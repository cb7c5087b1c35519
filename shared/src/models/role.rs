//! Role Model

use serde::{Deserialize, Serialize};

/// Console role (fixed set, ids assigned by the backend)
#[derive(Debug, Clone, Copy, PartialEq, Eq, Hash, Serialize, Deserialize)]
#[serde(try_from = "u32", into = "u32")]
pub enum Role {
    Empleado,
    Administrador,
}

impl Role {
    pub const ALL: [Role; 2] = [Role::Empleado, Role::Administrador];

    pub fn id(self) -> u32 {
        match self {
            Self::Empleado => 1,
            Self::Administrador => 2,
        }
    }

    /// Returns `None` for 0 ("no selection") and unknown ids
    pub fn from_id(id: u32) -> Option<Self> {
        match id {
            1 => Some(Self::Empleado),
            2 => Some(Self::Administrador),
            _ => None,
        }
    }

    pub fn nombre(self) -> &'static str {
        match self {
            Self::Empleado => "Empleado",
            Self::Administrador => "Administrador",
        }
    }

    pub fn is_admin(self) -> bool {
        matches!(self, Self::Administrador)
    }
}

impl TryFrom<u32> for Role {
    type Error = String;

    fn try_from(id: u32) -> Result<Self, Self::Error> {
        Self::from_id(id).ok_or_else(|| format!("unknown role id {id}"))
    }
}

impl From<Role> for u32 {
    fn from(role: Role) -> Self {
        role.id()
    }
}

impl std::fmt::Display for Role {
    fn fmt(&self, f: &mut std::fmt::Formatter<'_>) -> std::fmt::Result {
        f.write_str(self.nombre())
    }
}

#[cfg(test)]
mod tests {
    use super::*;

    #[test]
    fn test_role_ids() {
        assert_eq!(Role::from_id(0), None);
        assert_eq!(Role::from_id(1), Some(Role::Empleado));
        assert_eq!(Role::from_id(2), Some(Role::Administrador));
        assert_eq!(Role::from_id(3), None);
        for role in Role::ALL {
            assert_eq!(Role::from_id(role.id()), Some(role));
        }
    }

    #[test]
    fn test_role_serde_as_id() {
        assert_eq!(serde_json::to_string(&Role::Administrador).unwrap(), "2");
        let role: Role = serde_json::from_str("1").unwrap();
        assert_eq!(role, Role::Empleado);
        assert!(serde_json::from_str::<Role>("7").is_err());
    }
}
//! Attendance viewer: server-side filters and pagination, spreadsheet export

use std::path::{Path, PathBuf};

use chrono::NaiveDate;
use shared::models::{AttendanceRecord, PaginationInfo};
use shared::request::{AttendanceQuery, DateFilter};

use crate::api::AttendanceApi;
use crate::error::ClientResult;
use crate::http::HttpClient;
use crate::notice::Notice;
use crate::scope::ViewScope;

/// Default export file name for a given day
pub fn export_file_name(today: NaiveDate) -> String {
    format!("asistencias_{}.xlsx", today.format("%Y-%m-%d"))
}

#[derive(Debug, Default)]
pub struct AttendanceView {
    scope: ViewScope,
    query: AttendanceQuery,
    records: Vec<AttendanceRecord>,
    pagination: PaginationInfo,
    notice: Option<Notice>,
}

impl AttendanceView {
    pub fn new() -> Self {
        Self::default()
    }

    pub fn query(&self) -> &AttendanceQuery {
        &self.query
    }

    pub fn records(&self) -> &[AttendanceRecord] {
        &self.records
    }

    pub fn pagination(&self) -> PaginationInfo {
        self.pagination
    }

    pub fn notice(&self) -> Option<&Notice> {
        self.notice.as_ref()
    }

    pub fn scope(&self) -> &ViewScope {
        &self.scope
    }

    /// Replace the filters, keeping the page size and going back to page 1
    pub fn set_filters(&mut self, codigo: &str, nombre: &str, date: DateFilter) {
        self.query = AttendanceQuery::new()
            .with_code(codigo)
            .with_name(nombre)
            .with_date(date)
            .paginate(1, self.query.limit);
    }

    pub fn set_page_size(&mut self, limit: u32) {
        self.query = self.query.clone().paginate(1, limit);
    }

    /// Page to request on the next load (the backend clamps it)
    pub fn set_page(&mut self, page: u32) {
        self.query = self.query.at_page(page);
    }

    pub async fn load<H: HttpClient>(&mut self, http: &H) -> ClientResult<&[AttendanceRecord]> {
        let result = self.scope.run(AttendanceApi::new(http).page(&self.query)).await;
        match result {
            Ok(page) => {
                self.pagination = page.pagination_or(self.query.page, self.query.limit);
                self.records = page.data;
                self.notice = None;
                Ok(self.records.as_slice())
            }
            Err(e) => {
                if !e.is_cancelled() {
                    self.notice = Some(Notice::from_error(&e));
                }
                Err(e)
            }
        }
    }

    pub async fn go_to_page<H: HttpClient>(&mut self, http: &H, page: u32) -> ClientResult<&[AttendanceRecord]> {
        let last = self.pagination.total_pages.max(1);
        self.query = self.query.at_page(page.clamp(1, last));
        self.load(http).await
    }

    pub async fn next_page<H: HttpClient>(&mut self, http: &H) -> ClientResult<&[AttendanceRecord]> {
        let page = self.query.page.saturating_add(1);
        self.go_to_page(http, page).await
    }

    pub async fn prev_page<H: HttpClient>(&mut self, http: &H) -> ClientResult<&[AttendanceRecord]> {
        let page = self.query.page.saturating_sub(1);
        self.go_to_page(http, page).await
    }

    /// Download the spreadsheet for the current filters and write it to `path`
    pub async fn export<H: HttpClient>(&mut self, http: &H, path: &Path) -> ClientResult<PathBuf> {
        let result = self.scope.run(AttendanceApi::new(http).export(&self.query)).await;
        let bytes = match result {
            Ok(bytes) => bytes,
            Err(e) => {
                if !e.is_cancelled() {
                    self.notice = Some(Notice::from_error(&e));
                }
                return Err(e);
            }
        };
        if let Some(parent) = path.parent().filter(|p| !p.as_os_str().is_empty()) {
            tokio::fs::create_dir_all(parent).await?;
        }
        tokio::fs::write(path, &bytes).await?;
        tracing::info!(path = %path.display(), size = bytes.len(), "Attendance export written");
        self.notice = Some(Notice::success(format!("Exportado a {}", path.display())));
        Ok(path.to_path_buf())
    }
}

==============================

■ INSTRUCTIONS FOR THE TASK ■
In the entries above, find each line with the string "today" and copy it.

■ OUTPUT FOR THIS TASK ■
pub fn export_file_name(today: NaiveDate) -> String {
    format!("asistencias_{}.xlsx", today.format("%Y-%m-%d"))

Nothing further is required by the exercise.